Also, a second light source 146 is positioned to receive the backing material 132 from the container 160 (as the backing material 132 is moved by the transport device 130) and apply additional UV light to the marking material 154 partially cured on the backing material 132 to fully cure the marking material (as shown by item 156). Further, a second heater 148 is positioned to receive the backing material 132 from the second light source 146 (as the backing material 132 is moved by the transport device 130) to partially melt the adhesive particles 166 that are adhered to the fully cured marking material 156 on the backing material 132, to allow the adhesive material to join with the fully cured marking material 156 (as shown by item 158). In addition, a cooler 134 can be positioned to receive the backing material 132 from the second heater 148 (as the backing material 132 is moved by the transport device 130) so as to remove heat from the marking material 158.

Thus, as shown above, the transport device 130 is capable of moving the backing material 132 by the first heater 140, the printing engine 142, the first light source 144, the container 160, the second light source 146, the second heater 148, the cooler 134, etc. As shown in FIG. 2, the backing material 132 is moved from the printing engine 142 to the first light source 144 within a first time limit, moved from the first light source 144 to the container 160 within a second time limit, and moved from the container 160 to the second light source 146 within a third time limit.

Note that while the backing material 132 is shown as a web of material in FIG. 2, FIG. 3 shows a similar structure that is utilized for cut sheets of backing material 136. Therefore, the structure shown in FIG. 3 includes rollers and guides 138 that move the cut sheets of backing material 136 along the path described above. Additionally, FIG. 3 illustrates alternative heating devices 170, 172 in place of the open flame first and second heaters 140, 148 that can include corona heaters, infrared heaters, resistive heaters, etc.

FIG. 4 illustrates an alternative to the airborne adhesive particle container 160 shown in FIGS. 2 and 3. More specifically, FIG. 4 illustrates any form of an adhesive particle supply 180 that supplies the adhesive particles 166 to the partially cured, tacky marking material 152 that has been printed and partially cured on the backing material 132, 136. This alternative also includes an excess adhesive particle collector 182, and a return supply structure (belt, tube, transport, etc.) 184 that returns the excess adhesive particles from the collector 182 to the supply 180, to prevent waste.
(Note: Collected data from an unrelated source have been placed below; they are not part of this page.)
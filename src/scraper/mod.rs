//! YouTube scraping for Snakk.
//!
//! Drives the Apify platform to turn channel, playlist, and video URLs into
//! video records with plain-text subtitles attached, and fans a list of
//! sources out into concurrent scrape calls.

mod apify;
mod batch;

pub use apify::ApifyClient;
pub use batch::{BatchResult, BatchScraper, SourceFailure};

use crate::error::Result;
use crate::source::Source;
use async_trait::async_trait;
use serde::{Deserialize, Serialize};

/// How scrape runs are issued against the platform.
#[derive(Debug, Clone, Copy, PartialEq, Eq, Default)]
pub enum RequestMode {
    /// Start the actor directly, one run per source.
    #[default]
    Direct,
    /// Create a named task per source, run it, and delete it afterwards.
    Task,
}

/// One scraped video.
#[derive(Debug, Clone, Serialize, Deserialize)]
pub struct Video {
    pub id: String,
    pub title: String,
    pub url: String,
    pub description: String,
    pub date: String,
    pub views: u64,
    pub duration: String,
    /// Plain-text subtitles; `None` when the video has none.
    pub subtitles: Option<String>,
    /// Source URL this record was scraped from.
    pub source: String,
}

impl Video {
    /// Whether the video carries usable transcript text.
    pub fn has_transcript(&self) -> bool {
        self.subtitles
            .as_deref()
            .map(|s| !s.trim().is_empty())
            .unwrap_or(false)
    }

    /// Map one dataset item into a video record.
    ///
    /// The actor is loose about field shapes, so every field falls back to a
    /// default rather than failing the whole batch over one odd item.
    pub fn from_dataset_item(item: &serde_json::Value, source: &str) -> Self {
        Self {
            id: item["id"].as_str().unwrap_or_default().to_string(),
            title: item["title"].as_str().unwrap_or("Untitled").to_string(),
            url: item["url"].as_str().unwrap_or_default().to_string(),
            description: item["description"].as_str().unwrap_or_default().to_string(),
            date: item["date"].as_str().unwrap_or_default().to_string(),
            views: item["viewCount"].as_u64().unwrap_or(0),
            duration: item["duration"].as_str().unwrap_or_default().to_string(),
            subtitles: normalize_subtitles(&item["subtitles"]),
            source: source.to_string(),
        }
    }
}

/// Normalize the actor's `subtitles` field into plain text.
///
/// Depending on actor version this arrives as a plain string, a list of
/// per-language tracks, or not at all.
fn normalize_subtitles(value: &serde_json::Value) -> Option<String> {
    match value {
        serde_json::Value::String(s) if !s.trim().is_empty() => Some(s.clone()),
        serde_json::Value::Array(tracks) => tracks.iter().find_map(|track| {
            track
                .get("plaintext")
                .or_else(|| track.get("srt"))
                .or_else(|| track.get("text"))
                .and_then(|v| v.as_str())
                .filter(|s| !s.trim().is_empty())
                .map(str::to_string)
        }),
        _ => None,
    }
}

/// Scraping backend seam.
///
/// The batch dispatcher only depends on this trait, so tests can drive it
/// with fakes instead of the live platform.
#[async_trait]
pub trait VideoScraper: Send + Sync {
    /// Scrape up to `max_videos` videos from one source URL, newest first.
    ///
    /// In task mode the implementation applies its own time budget and
    /// cleans up any server-side state it created before returning. Direct
    /// calls are bounded by the dispatcher instead.
    async fn scrape_source(
        &self,
        source: &Source,
        max_videos: u32,
        mode: RequestMode,
    ) -> Result<Vec<Video>>;
}

#[cfg(test)]
mod tests {
    use super::*;
    use serde_json::json;

    #[test]
    fn test_from_dataset_item_full() {
        let item = json!({
            "id": "abc123def45",
            "title": "My Video",
            "url": "https://www.youtube.com/watch?v=abc123def45",
            "description": "A description",
            "date": "2024-03-01T00:00:00.000Z",
            "viewCount": 1234,
            "duration": "10:05",
            "subtitles": "hello world transcript",
        });

        let video = Video::from_dataset_item(&item, "https://www.youtube.com/@Chan");
        assert_eq!(video.id, "abc123def45");
        assert_eq!(video.title, "My Video");
        assert_eq!(video.views, 1234);
        assert_eq!(video.source, "https://www.youtube.com/@Chan");
        assert_eq!(video.subtitles.as_deref(), Some("hello world transcript"));
        assert!(video.has_transcript());
    }

    #[test]
    fn test_from_dataset_item_sparse() {
        let item = json!({ "id": "xyz" });
        let video = Video::from_dataset_item(&item, "src");
        assert_eq!(video.title, "Untitled");
        assert_eq!(video.views, 0);
        assert!(video.subtitles.is_none());
        assert!(!video.has_transcript());
    }

    #[test]
    fn test_normalize_subtitles_track_list() {
        let value = json!([
            { "language": "en", "plaintext": "first track text" },
            { "language": "de", "plaintext": "zweiter" },
        ]);
        assert_eq!(
            normalize_subtitles(&value).as_deref(),
            Some("first track text")
        );

        let srt_only = json!([{ "language": "en", "srt": "1\n00:00 --> 00:01\nhi" }]);
        assert_eq!(
            normalize_subtitles(&srt_only).as_deref(),
            Some("1\n00:00 --> 00:01\nhi")
        );
    }

    #[test]
    fn test_normalize_subtitles_empty_variants() {
        assert!(normalize_subtitles(&json!(null)).is_none());
        assert!(normalize_subtitles(&json!("")).is_none());
        assert!(normalize_subtitles(&json!("   ")).is_none());
        assert!(normalize_subtitles(&json!([])).is_none());
        assert!(normalize_subtitles(&json!([{ "language": "en" }])).is_none());
    }
}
In one example, the adhesive particle supply 180 can deposit (using gravity, a hopper, a feed belt, etc.) the adhesive particles 166 (for example, in a cascade manner) directly on to the tacky marking material 152 as the backing material 132, 136 passes beneath the adhesive particle supply 180 (when, for example, the rollers and guides 130, 138 move the backing material 132, 136). At this point in the process, the adhesive particles 166 have not been heated and are, therefore, not sticky. Because of this, any excess adhesive particles 166 that do not stick to the tacky marking material 152 fall into the collector 182.

FIG. 4 also illustrates that the adhesive particles 166 only stick to the partially cured tacky marking material 152 (converting such into item 154, as discussed above) and the adhesive particles 166 do not adhere to the rollers and guides 138, or to the other portions of the backing material 132, 136. Therefore, for example, identification 186 illustrates an area of the backing material 132, 136 where there is no printing; and, as can be seen in FIG. 4, no adhesive particles 166 attach to the portions of the backing material 132, 136 where there is no printing (186).

In this way, the adhesive particles 166 are only positioned in locations where the marking material 150 is printed. This prevents the adhesive material 166 from accumulating in any other areas, eliminating the need for trimming. This also prevents the adhesive material 166 from appearing on the final media (e.g., T-shirt) to which it will eventually be transferred. This shows that the devices and methods herein avoid having to trim excess adhesive from the perimeter of the design, and they also prevent adhesive from appearing in any non-printed areas 186 inside the perimeter of the design. This not only makes the decal creation process more efficient, it also reduces the amount of adhesive utilized, making the entire system more material usage efficient. Additionally, by reducing the amount of adhesive that is utilized for the decal, the chance of excess adhesive marring the final product to which of the decal is transferred is reduced.

In other words rather than forming a heat sensitive glue background (that is white) on the backing material before printing, instead these methods and devices first print marking material on the backing material 132, 136 that lacks any adhesive, and then form a mono-layer of adhesive particles 166 only on the tacky marking material 154. The subsequent heating of the adhesive particles 166 heats the adhesive particles 166 below a temperature that would cause the adhesive particles 166 to become fully viscous, and run freely. Instead, the second heater 148, 172 is controlled to only heat the adhesive particles 166 sufficiently to cause initial melting or softening of the adhesive particles 166, without full melting. This leaves the adhesive particles 166 is place and connected to the marking material 154 on the backing material 132, 136.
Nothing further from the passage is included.